Torque Shop

After a few days of lethargic performance from my car, I sent it to the workshop, which asked me to leave the car there while the mechanics diagnose the problem.

Two days later, the workshop called me with a list of items that needed replacing, together with the cost of the parts and labour.

Of the parts to be replaced, the most costly item was camshafts.

My car is only 51/2 years old and it has been serviced regularly and fastidiously.

Is it true that engine camshafts can get worn out and need to be replaced at some point?

The camshafts in the engine open the inlet valves in a precise sequence to allow air and fuel into the cylinders, then close the same valves and subsequently open the appropriate exhaust valves to release the burnt gases.

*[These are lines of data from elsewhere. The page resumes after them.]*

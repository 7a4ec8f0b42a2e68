//! HTTP server module
//!
//! Exposes the benchmark runner over HTTP: `POST /run` accepts a JSON
//! benchmark request and returns the result, `GET /methods` lists the
//! supported calls and `GET /health` reports liveness.

mod routes;

use anyhow::{Context, Result};
use axum::{
    routing::{get, post},
    Router,
};
use std::net::SocketAddr;
use std::sync::Arc;
use std::time::Duration;
use tokio::sync::Semaphore;
use tower_http::trace::TraceLayer;
use tracing::info;

use crate::config::AppConfig;

/// State shared by all handlers
#[derive(Clone)]
pub struct ServerState {
    /// Per-request timeout for every run
    pub timeout: Duration,
    /// Bounds how many benchmarks execute at once
    pub runs: Arc<Semaphore>,
    /// Highest rps a caller may request; each batch spawns this many tasks
    pub max_rps: u32,
}

impl ServerState {
    pub fn new(timeout: Duration, max_concurrent_runs: usize, max_rps: u32) -> Self {
        Self {
            timeout,
            runs: Arc::new(Semaphore::new(max_concurrent_runs.max(1))),
            max_rps,
        }
    }

    pub fn from_config(config: &AppConfig) -> Self {
        Self::new(
            Duration::from_secs(config.timeout_secs),
            config.max_concurrent_runs,
            config.max_rps,
        )
    }
}

/// Build the application router
pub fn router(state: ServerState) -> Router {
    Router::new()
        .route("/health", get(routes::health))
        .route("/methods", get(routes::methods))
        .route("/run", post(routes::run_benchmark))
        .layer(TraceLayer::new_for_http())
        .with_state(state)
}

/// Serve until Ctrl-C
pub async fn serve(addr: SocketAddr, state: ServerState) -> Result<()> {
    let listener = tokio::net::TcpListener::bind(addr)
        .await
        .with_context(|| format!("Failed to bind {addr}"))?;

    info!("Listening on http://{}", listener.local_addr()?);

    axum::serve(listener, router(state))
        .with_graceful_shutdown(shutdown_signal())
        .await
        .context("Server error")?;

    info!("Server stopped");
    Ok(())
}

async fn shutdown_signal() {
    if let Err(e) = tokio::signal::ctrl_c().await {
        tracing::error!("Failed to listen for shutdown signal: {}", e);
        std::future::pending::<()>().await;
    }
}

#[cfg(test)]
mod tests {
    use super::*;
    use crate::mock::MockNode;
    use axum::body::{to_bytes, Body};
    use axum::http::{Request, StatusCode};
    use serde_json::{json, Value};
    use tower::ServiceExt;

    fn app() -> Router {
        router(ServerState::new(Duration::from_secs(5), 2, 50))
    }

    fn run_request(body: String) -> Request<Body> {
        Request::post("/run")
            .header("content-type", "application/json")
            .body(Body::from(body))
            .unwrap()
    }

    async fn post_run(body: String) -> (StatusCode, Value) {
        let response = app().oneshot(run_request(body)).await.unwrap();

        let status = response.status();
        let bytes = to_bytes(response.into_body(), usize::MAX).await.unwrap();
        let value = serde_json::from_slice(&bytes).unwrap_or(Value::Null);
        (status, value)
    }

    #[tokio::test]
    async fn test_health() {
        let response = app()
            .oneshot(Request::get("/health").body(Body::empty()).unwrap())
            .await
            .unwrap();
        assert_eq!(response.status(), StatusCode::OK);

        let bytes = to_bytes(response.into_body(), usize::MAX).await.unwrap();
        let value: Value = serde_json::from_slice(&bytes).unwrap();
        assert_eq!(value["status"], "ok");
    }

    #[tokio::test]
    async fn test_methods() {
        let response = app()
            .oneshot(Request::get("/methods").body(Body::empty()).unwrap())
            .await
            .unwrap();
        let bytes = to_bytes(response.into_body(), usize::MAX).await.unwrap();
        let value: Value = serde_json::from_slice(&bytes).unwrap();

        assert_eq!(value["methods"].as_array().unwrap().len(), 2);
        assert_eq!(value["methods"][1]["params"], json!(["latest", false]));
        assert_eq!(value["maxDurationSeconds"], 60);
    }

    #[tokio::test]
    async fn test_run_validation_error() {
        let node = MockNode::builder().start().await;
        let body = json!({
            "endpointUrl": node.url(),
            "method": "eth_blockNumber",
            "rps": 5,
            "durationSeconds": 120
        });

        let (status, value) = post_run(body.to_string()).await;

        assert_eq!(status, StatusCode::UNPROCESSABLE_ENTITY);
        assert!(value["error"].as_str().unwrap().contains("exceeds"));
        assert_eq!(node.hits(), 0);
    }

    #[tokio::test]
    async fn test_run_unknown_method() {
        let body = json!({
            "url": "http://127.0.0.1:8545",
            "method": "debug_traceTransaction",
            "rps": 5,
            "duration": 1
        });

        let (status, value) = post_run(body.to_string()).await;

        assert_eq!(status, StatusCode::UNPROCESSABLE_ENTITY);
        assert!(value["error"].as_str().unwrap().contains("debug_traceTransaction"));
    }

    #[tokio::test]
    async fn test_run_malformed_json() {
        let (status, value) = post_run("{not json".to_string()).await;

        assert_eq!(status, StatusCode::BAD_REQUEST);
        assert!(value["error"].is_string());
    }

    #[tokio::test]
    async fn test_run_success() {
        let node = MockNode::builder().start().await;
        let body = json!({
            "endpointURL": node.url(),
            "method": "eth_blockNumber",
            "headers": {"x-api-key": "k"},
            "rps": 4,
            "durationSeconds": 1,
            "includeOutcomes": true
        });

        let (status, value) = post_run(body.to_string()).await;

        assert_eq!(status, StatusCode::OK);
        assert_eq!(value["totalRequests"], 4);
        assert_eq!(value["errorCount"], 0);
        assert_eq!(value["outcomes"].as_array().unwrap().len(), 4);
        assert_eq!(node.last_header("x-api-key").as_deref(), Some("k"));
    }

    #[tokio::test]
    async fn test_run_rejects_rps_above_limit() {
        let node = MockNode::builder().start().await;
        let body = json!({
            "endpointUrl": node.url(),
            "method": "eth_blockNumber",
            "rps": 51,
            "durationSeconds": 1
        });

        let (status, value) = post_run(body.to_string()).await;

        assert_eq!(status, StatusCode::UNPROCESSABLE_ENTITY);
        assert!(value["error"].as_str().unwrap().contains("limit of 50"));
        assert_eq!(node.hits(), 0);
    }

    #[tokio::test]
    async fn test_run_cancelled_on_disconnect() {
        let node = MockNode::builder().start().await;
        let body = json!({
            "endpointUrl": node.url(),
            "method": "eth_blockNumber",
            "rps": 2,
            "durationSeconds": 10
        });

        // Dropping the response future is what a disconnecting client looks like.
        let pending = app().oneshot(run_request(body.to_string()));
        let outcome = tokio::time::timeout(Duration::from_millis(1_500), pending).await;
        assert!(outcome.is_err());

        let hits_at_drop = node.hits();
        assert!(hits_at_drop > 0);

        tokio::time::sleep(Duration::from_millis(2_500)).await;
        assert_eq!(node.hits(), hits_at_drop);
    }
}
//! CLI argument parsing
//!
//! Defines command-line interface using clap.

use clap::{Parser, Subcommand};
use std::path::PathBuf;

/// JSON-RPC latency benchmarking harness
#[derive(Parser, Debug)]
#[command(name = "rpc-bench")]
#[command(version)]
#[command(about = "Benchmark JSON-RPC latency of a blockchain node endpoint")]
#[command(long_about = None)]
pub struct Args {
    #[command(subcommand)]
    pub command: Command,

    /// Configuration file (YAML or JSON)
    #[arg(short, long, global = true)]
    pub config: Option<PathBuf>,

    /// Log level (trace, debug, info, warn, error)
    #[arg(long, global = true)]
    pub log_level: Option<String>,

    /// Enable verbose output
    #[arg(short, long, global = true)]
    pub verbose: bool,
}

#[derive(Subcommand, Debug)]
pub enum Command {
    /// Run a single benchmark and print the report
    Run(RunArgs),

    /// Serve the benchmark API over HTTP
    Serve(ServeArgs),

    /// List supported JSON-RPC methods
    Methods,

    /// Show or create configuration
    Config(ConfigArgs),
}

/// Arguments for run command
#[derive(Parser, Debug)]
pub struct RunArgs {
    /// JSON-RPC endpoint URL
    #[arg(short, long)]
    pub url: String,

    /// Method to benchmark (eth_blockNumber, eth_getBlockByNumber)
    #[arg(short, long, default_value = "eth_blockNumber")]
    pub method: String,

    /// Requests per second
    #[arg(short, long)]
    pub rps: Option<i64>,

    /// Duration in seconds (max 60)
    #[arg(short, long)]
    pub duration: Option<i64>,

    /// Extra header, repeatable ("Name: value")
    #[arg(short = 'H', long = "header")]
    pub header: Vec<String>,

    /// Extra headers as a JSON object
    #[arg(long)]
    pub headers: Option<String>,

    /// Per-request timeout in seconds
    #[arg(short, long)]
    pub timeout: Option<u64>,

    /// Output format (text, json, json-pretty, markdown, csv)
    #[arg(short, long, default_value = "text")]
    pub format: String,

    /// Include every request in the report
    #[arg(long)]
    pub outcomes: bool,
}

/// Arguments for serve command
#[derive(Parser, Debug)]
pub struct ServeArgs {
    /// Listen address
    #[arg(short, long)]
    pub listen: Option<String>,

    /// Benchmarks executed at the same time
    #[arg(long)]
    pub max_runs: Option<usize>,

    /// Highest rps a caller may request
    #[arg(long)]
    pub max_rps: Option<u32>,

    /// Per-request timeout in seconds
    #[arg(short, long)]
    pub timeout: Option<u64>,
}

/// Arguments for config command
#[derive(Parser, Debug)]
pub struct ConfigArgs {
    #[command(subcommand)]
    pub action: ConfigAction,
}

#[derive(Subcommand, Debug)]
pub enum ConfigAction {
    /// Show the effective configuration
    Show,

    /// Write an example configuration file
    Init {
        /// Output path
        #[arg(default_value = "rpc-bench.yaml")]
        path: PathBuf,

        /// Overwrite an existing file
        #[arg(long)]
        force: bool,
    },

    /// List environment variables
    Env,
}
use colored::Colorize;
use domain::models::{InteractionResponse, ResponseKind, StepResult};
use infrastructure::providers::{PullProgress, PullStage};

pub fn print_response(response: &InteractionResponse) {
    match response.kind {
        ResponseKind::Command => {
            if let Some(command) = &response.command {
                println!("{} {}", "$".cyan().bold(), command.cyan());
            }
            if !response.content.is_empty()
                && response.command.as_deref() != Some(response.content.as_str())
            {
                println!("{}", response.content);
            }
            if let Some(explanation) = &response.explanation {
                if explanation.starts_with("**WARNING:**") {
                    println!("{}", explanation.yellow().bold());
                } else {
                    println!("{}", explanation.dimmed());
                }
            }
        }
        ResponseKind::Diagnostic => {
            println!("{} {}", "Explanation:".dimmed(), response.content.yellow());
            for (i, step) in response.diagnostic_steps().iter().enumerate() {
                println!("  {}. {}", i + 1, step.label);
                println!("     {} {}", "$".cyan(), step.command.cyan().bold());
            }
        }
        ResponseKind::Explanation | ResponseKind::Answer => {
            println!("{}", response.content);
        }
        ResponseKind::Conversation => {
            println!("{}", response.content.green());
        }
    }
    println!(
        "{}",
        format!("confidence {}/10", response.confidence).dimmed()
    );
}

pub fn print_step(index: usize, total: usize, result: &StepResult) {
    let mark = if result.success { "✅" } else { "❌" };
    println!("{} [{}/{}] {}", mark, index, total, result.step.label);
    println!("   {} {}", "$".cyan(), result.step.command);
    let detail = if result.success {
        result.output.as_str()
    } else {
        result.error.as_deref().unwrap_or_default()
    };
    for line in detail.lines() {
        println!("   {}", line.dimmed());
    }
}

pub fn print_pull_progress(event: &PullProgress) {
    if let Some(error) = &event.error {
        eprintln!("{} {}", "Download failed:".red(), error);
        return;
    }
    let label = match event.stage {
        PullStage::Initializing => "init",
        PullStage::Downloading => "download",
        PullStage::Verifying => "verify",
        PullStage::Writing => "write",
        PullStage::Complete => "done",
    };
    eprintln!(
        "{} {} {:>5.1}% {}",
        format!("[{}]", event.model).cyan(),
        label,
        event.percentage,
        event.message.dimmed()
    );
}
use async_trait::async_trait;
use shared::error::Result;

use crate::entities::context::PromptContext;
use crate::models::{CommandOutput, InteractionResponse};

/// Runs one line of user input and reports the outcome as data.
///
/// Implementations never fail: spawn errors, timeouts and non-zero exits all
/// come back as a `CommandOutput` with `error` set.
#[async_trait]
pub trait CommandExecutor: Send + Sync {
    async fn execute(&self, raw_input: &str) -> CommandOutput;
}

/// A remote or local language model reachable with a (prompt, system prompt)
/// pair.
#[async_trait]
pub trait LlmProvider: Send + Sync {
    async fn generate(
        &self,
        prompt: &str,
        system_prompt: &str,
        model_id: &str,
        api_key: Option<&str>,
    ) -> Result<String>;
}

/// Append-only interaction history.
#[async_trait]
pub trait HistoryLog: Send + Sync {
    async fn append(&self, record: CommandOutput) -> Result<()>;
    async fn load(&self) -> Vec<CommandOutput>;
}

/// Supplies the flattened context embedded into system prompts.
#[async_trait]
pub trait ContextSource: Send + Sync {
    async fn prompt_context(&self) -> PromptContext;
}

/// Turns prompts into parsed structured replies.
#[async_trait]
pub trait ResponseGenerator: Send + Sync {
    /// Answer a natural-language request from the user.
    async fn ask(&self, prompt: &str) -> Result<InteractionResponse>;

    /// Submit a fully assembled recovery or analysis prompt.
    async fn recover(&self, prompt_text: &str) -> Result<InteractionResponse>;
}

Every action by the camshafts is perfectly timed. Therefore, a worn camshaft (or two) will cause a change in the valve-timing, which would lead to a deterioration in performance.

However, camshafts rarely wear out and definitely not in a car that is barely six years old and has been serviced regularly.

As a matter of fact, even with cars which have done more than 200,000km and have engines that need to be rebuilt, the camshafts are among the engine parts that seldom require replacement.

If, indeed, the workshop's diagnosis shows that a fault exists in the valve-timing, this is most likely due to a worn timing belt (or timing chain as used in many cars). This belt connects the crankshaft to the camshafts and keeps the latter in perfect timing.

Another likely cause of the fault is a defective belt or chain tensioner, which will result in erratic valve-timing.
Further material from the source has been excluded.